Por. Cirly Uribe Ochoa/ En las últimas décadas, en Colombia se ha venido imponiendo la moda de renombrar con palabras azucaradas, los fenómenos sociales que causan cierto escozor moral. Así el término población vulnerable se ha convertido en uno de estos eufemismos que esconde realidades de profunda inequidad social, pero sobre todo la incapacidad de la administración pública para resolverlas.
Aunque el concepto de vulnerabilidad tiene múltiples acepciones, en términos generales, denota fragilidad ante situaciones o condiciones que quebrantan nuestra dignidad o pone en peligro la vida, pero que además, rebasan la propia capacidad de respuesta eficaz para contrarrestarlas, por lo que se requiere del apoyo de otros para lograrlo. Esta fragilidad puede ser individual o colectiva, temporal o permanente.
Si bien los seres humanos somos vulnerables a diversos factores, la exclusión social y la pobreza, son dos de los que extreman las condiciones de vulnerabilidad.
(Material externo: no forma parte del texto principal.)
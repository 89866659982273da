use clerk_store::KvStore;
use clerk_types::{EventRecord, RecordTime, SequenceId};
use tracing::{debug, error, info};

use crate::config::LedgerConfig;
use crate::error::LedgerError;
use crate::records::RecordStore;
use crate::sequence::{validate_sequence, SequenceGuard};
use crate::traits::{EventReader, EventWriter};

/// Exactly-once event ledger over an ordered key-value store.
///
/// Admission is a check-then-write with no lock of its own: it is only safe
/// because `admit` takes `&mut self`, so no other admission can interleave
/// between the sequence check and the writes. Callers that need a failed
/// transition to leave no trace run the ledger over a
/// [`StagedKvStore`](clerk_store::StagedKvStore) and commit only on success.
pub struct EventLedger<S: KvStore> {
    store: S,
    config: LedgerConfig,
}

impl<S: KvStore> EventLedger<S> {
    pub fn new(store: S) -> Self {
        Self::with_config(store, LedgerConfig::default())
    }

    pub fn with_config(store: S, config: LedgerConfig) -> Self {
        Self { store, config }
    }

    pub fn config(&self) -> &LedgerConfig {
        &self.config
    }

    pub fn store(&self) -> &S {
        &self.store
    }

    /// Give back the underlying store, e.g. to commit a staged transition.
    pub fn into_store(self) -> S {
        self.store
    }

    /// Sequence id for the log at `log_index` in `block_number`, using the
    /// configured log index unit.
    pub fn sequence_for(&self, block_number: u64, log_index: u64) -> SequenceId {
        SequenceId::from_log_position(block_number, log_index, self.config.log_index_unit)
    }

    pub(crate) fn sequences(&self) -> SequenceGuard<'_, S> {
        SequenceGuard::new(&self.store)
    }

    pub(crate) fn records(&self) -> RecordStore<'_, S> {
        RecordStore::new(&self.store)
    }
}

impl<S: KvStore> EventWriter for EventLedger<S> {
    fn admit(&mut self, record: &EventRecord, sequence: &str) -> Result<(), LedgerError> {
        validate_sequence(sequence)?;

        let guard = self.sequences();
        if guard.is_used(sequence)? {
            debug!(id = record.id, sequence, "rejecting replayed event");
            return Err(LedgerError::DuplicateEvent {
                sequence: sequence.to_string(),
            });
        }

        // The guard is only marked after the record lands, so a failed put
        // leaves the sequence free.
        if let Err(err) = self.records().put(record) {
            if matches!(err, LedgerError::AlreadyExists { .. }) {
                error!(
                    id = record.id,
                    sequence,
                    "event id already stored under a fresh sequence"
                );
            }
            return Err(err);
        }
        guard.mark_used(sequence)?;

        info!(id = record.id, sequence, contract = %record.contract, "event admitted");
        Ok(())
    }
}

impl<S: KvStore> EventReader for EventLedger<S> {
    fn get_record(&self, id: u64) -> Result<EventRecord, LedgerError> {
        self.records().get(id)
    }

    fn has_record(&self, id: u64) -> Result<bool, LedgerError> {
        self.records().exists(id)
    }

    fn has_sequence(&self, sequence: &str) -> Result<bool, LedgerError> {
        self.sequences().is_used(sequence)
    }

    fn list_records(&self, page: u64, limit: u64) -> Result<Vec<EventRecord>, LedgerError> {
        self.records().list_paged(page, limit)
    }

    fn list_records_by_time(
        &self,
        from: &RecordTime,
        to: &RecordTime,
        page: u64,
        limit: u64,
    ) -> Result<Vec<EventRecord>, LedgerError> {
        self.records().list_by_time_range(from, to, page, limit)
    }

    fn list_sequences(&self) -> Result<Vec<String>, LedgerError> {
        self.sequences().list_used()
    }

    fn all_records(&self) -> Result<Vec<EventRecord>, LedgerError> {
        self.records().all_records()
    }
}

impl<S: KvStore + std::fmt::Debug> std::fmt::Debug for EventLedger<S> {
    fn fmt(&self, f: &mut std::fmt::Formatter<'_>) -> std::fmt::Result {
        f.debug_struct("EventLedger")
            .field("store", &self.store)
            .field("log_index_unit", &self.config.log_index_unit)
            .finish()
    }
}

#[cfg(test)]
mod tests {
    use super::*;
    use crate::records::MAX_PAGE_LIMIT;
    use clerk_store::{InMemoryKvStore, JournalConfig, JournalKvStore, StagedKvStore};

    fn at(secs: i64) -> RecordTime {
        RecordTime::from_unix(secs, 0).unwrap()
    }

    fn record(id: u64) -> EventRecord {
        let data = format!("payload-{id}").into_bytes();
        EventRecord::new(id, "0xstatesender", data, at(1_000 + id as i64))
    }

    fn ledger() -> EventLedger<InMemoryKvStore> {
        EventLedger::new(InMemoryKvStore::new())
    }

    #[test]
    fn replayed_sequence_is_duplicate() {
        let mut ledger = ledger();
        ledger.admit(&record(100), "500000000000").unwrap();

        let err = ledger.admit(&record(101), "500000000000").unwrap_err();
        assert!(err.is_duplicate());
        assert!(!ledger.has_record(101).unwrap());
        assert!(ledger.has_record(100).unwrap());
    }

    #[test]
    fn id_collision_leaves_sequence_unmarked() {
        let mut ledger = ledger();
        ledger.admit(&record(200), "A").unwrap();

        let err = ledger.admit(&record(200), "B").unwrap_err();
        assert!(matches!(err, LedgerError::AlreadyExists { id: 200 }));
        assert!(!ledger.has_sequence("B").unwrap());
        assert!(ledger.has_sequence("A").unwrap());
    }

    #[test]
    fn list_records_caps_at_fifty() {
        let mut ledger = ledger();
        for id in 1..=75 {
            ledger.admit(&record(id), &id.to_string()).unwrap();
        }
        let page = ledger.list_records(1, 1000).unwrap();
        assert_eq!(page.len(), MAX_PAGE_LIMIT as usize);
    }

    #[test]
    fn admitted_record_is_readable_verbatim() {
        let mut ledger = ledger();
        let r = record(7).with_chain_id("137");
        ledger.admit(&r, "1").unwrap();
        assert_eq!(ledger.get_record(7).unwrap(), r);
        assert!(ledger.has_sequence("1").unwrap());
    }

    #[test]
    fn duplicate_does_not_write() {
        let mut ledger = ledger();
        ledger.admit(&record(1), "s").unwrap();
        let before = ledger.store().len().unwrap();
        let _ = ledger.admit(&record(2), "s");
        assert_eq!(ledger.store().len().unwrap(), before);
    }

    #[test]
    fn empty_sequence_rejected_before_any_write() {
        let mut ledger = ledger();
        let err = ledger.admit(&record(1), "").unwrap_err();
        assert!(matches!(err, LedgerError::InvalidSequence(_)));
        assert!(ledger.store().is_empty().unwrap());
    }

    #[test]
    fn each_sequence_admits_exactly_once() {
        let mut ledger = ledger();
        let mut admitted = 0;
        for attempt in 0..5u64 {
            for seq in ["10", "20", "30"] {
                let id = attempt * 100 + seq.parse::<u64>().unwrap();
                if ledger.admit(&record(id), seq).is_ok() {
                    admitted += 1;
                }
            }
        }
        assert_eq!(admitted, 3);
        assert_eq!(ledger.list_sequences().unwrap(), vec!["10", "20", "30"]);
        assert_eq!(ledger.all_records().unwrap().len(), 3);
    }

    #[test]
    fn time_queries_pass_through() {
        let mut ledger = ledger();
        for id in 1..=10 {
            ledger.admit(&record(id), &format!("seq-{id}")).unwrap();
        }
        let window = ledger
            .list_records_by_time(&at(1_003), &at(1_006), 0, 0)
            .unwrap();
        let ids: Vec<u64> = window.iter().map(|r| r.id).collect();
        assert_eq!(ids, vec![3, 4, 5]);
    }

    #[test]
    fn sequence_for_uses_configured_unit() {
        let mut config = LedgerConfig::default();
        config.log_index_unit = 1_000;
        let ledger = EventLedger::with_config(InMemoryKvStore::new(), config);
        assert_eq!(ledger.sequence_for(5, 7).as_str(), "5007");
        assert_eq!(
            EventLedger::new(InMemoryKvStore::new()).sequence_for(5_000_000, 0).as_str(),
            "500000000000"
        );
    }

    #[test]
    fn staged_transition_rolls_back_failed_admission() {
        let base = InMemoryKvStore::new();
        {
            let mut ledger = EventLedger::new(&base);
            ledger.admit(&record(1), "first").unwrap();
        }

        // A transition that admits one event and then hits a collision is
        // discarded as a whole.
        let mut staged = EventLedger::new(StagedKvStore::new(&base));
        staged.admit(&record(2), "second").unwrap();
        assert!(staged.admit(&record(1), "third").is_err());
        staged.into_store().discard();

        let ledger = EventLedger::new(&base);
        assert!(!ledger.has_record(2).unwrap());
        assert!(!ledger.has_sequence("second").unwrap());

        // A clean transition commits.
        let mut staged = EventLedger::new(StagedKvStore::new(&base));
        staged.admit(&record(2), "second").unwrap();
        staged.into_store().commit().unwrap();
        assert!(ledger.has_record(2).unwrap());
        assert!(ledger.has_sequence("second").unwrap());
    }

    #[test]
    fn journal_backed_ledger_keeps_replay_protection_across_restart() {
        let dir = tempfile::tempdir().unwrap();
        let path = dir.path().join("clerk.journal");

        {
            let store = JournalKvStore::open(&path, JournalConfig::default()).unwrap();
            let mut ledger = EventLedger::new(store);
            ledger.admit(&record(42), "4200000").unwrap();
        }

        let store = JournalKvStore::open(&path, JournalConfig::default()).unwrap();
        let mut ledger = EventLedger::new(store);
        assert_eq!(ledger.get_record(42).unwrap(), record(42));
        let err = ledger.admit(&record(43), "4200000").unwrap_err();
        assert!(err.is_duplicate());
    }
}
Entonces, el que a las víctimas del conflicto armado, las mujeres, jóvenes, indígenas, campesinos, afrodescendientes, adultos mayores, personas con discapacidad o con orientación sexual diversa u otra característica o condición particular, no se les garantice iguales oportunidades para el acceso, control, permanencia y disfrute de los bienes simbólicos y materiales de la sociedad tales como valía social, cultura, educación, trabajo e ingresos dignos, tierra, vivienda, salud, ciencia y tecnología, sus condiciones de bienestar se verán afectados sustancialmente al grado de someterlos a situaciones de explotación, discriminación y pobreza, configurando profundas brechas sociales que en la actualidad, mantienen a Colombia como uno de los países más desiguales de América Latina, en el que además, si no se hacen cambios contundentes, una familia requerirá según la OCDE (2019). (Ver: 11 generaciones para salir de la pobreza).
En este orden de ideas, no es coherente pretender resolver problemas estructurales, con políticas asistencialistas. Las mujeres en situación de pobreza o de exclusión social, no lograrán autonomía económica y empoderamiento con cursillos de 40 horas de bisuterías o microcréditos, mucho menos si siguen siendo llamadas por los partidos políticos, para rellenar listas y cumplir formalmente con lo dispuesto en la normatividad, pero sin opciones reales de ser elegidas.
Tampoco los jóvenes tendrán futuro, si la oferta sigue siendo la construcción de cárceles de máxima seguridad y no su acceso y egreso exitoso de carreras profesionales, técnicas o tecnológicas y si además, no se crean fuentes de trabajo o de financiación para sus proyectos empresariales o científicos, pues en las bibliotecas de las universidades duermen el sueño de los justos, proyectos interesantes que solo necesitan apoyo del sector público o privado para convertirlos en fuentes de ingresos o de desarrollo científico para el país.
Igual pasa con las políticas públicas para el resto de poblaciones excluidas. Se requiere un diálogo abierto y horizontal con estos grupos poblacionales a través del cual, las intervenciones que se realicen correspondan a la dimensión de los problemas que se pretenden resolver, pero, además, estén en concordancia con sus cosmovisiones e intereses.
Asimismo, se hace necesario entender que, todo apoyo realizado por el Estado no es gratis, como tampoco regalos hechos por el gobernante o político de turno, sino que, corresponde al esfuerzo de todos los ciudadanos a través de los impuestos que pagamos, por lo cual, deben cumplir con los más altos estándares de calidad.
Solo así es posible romper las dependencias que crean las políticas públicas de corte asistencialistas con las cuales, por un lado los gobernantes solo administran la pobreza y por otro, convierte a las comunidades o grupos poblacionales en clientela electoral de quienes viven a expensas del Estado: políticos que junto a sus familias, llevan décadas en las instancias del poder.
Todo lo anterior es posible, solo cuando a las cárceles de máxima seguridad lleguen los delincuentes de cuello blanco; les sean aplicado la extinción de dominio a todos los bienes adquiridos con los dineros robados al erario público, incluyendo los que se hallen en poder de sus testaferros y estos recursos, sean utilizados para indemnizar a las comunidades que se hayan visto afectadas por obras fallidas o inversiones mal hechas.
Bueno, se vale soñar, quizás algún día esto ocurra… Cuando la mentalidad y práctica mafiosa instaurada en el quehacer político, deje de ser naturalizada por los ciudadanos y ciudadanas que eligen con el criterio de “que robe pero que haga algo”, es decir que, de entrada, saben que están eligiendo delincuentes.
PD: Tres días de duelo nacional, por quienes han muerto como consecuencia del mal manejo dado a la pandemia del Covid-19 y de quienes han sido asesinados, masacrados en esta vorágine de violencia que no cesa.
*Ciudadana, Magister en Historia y docente.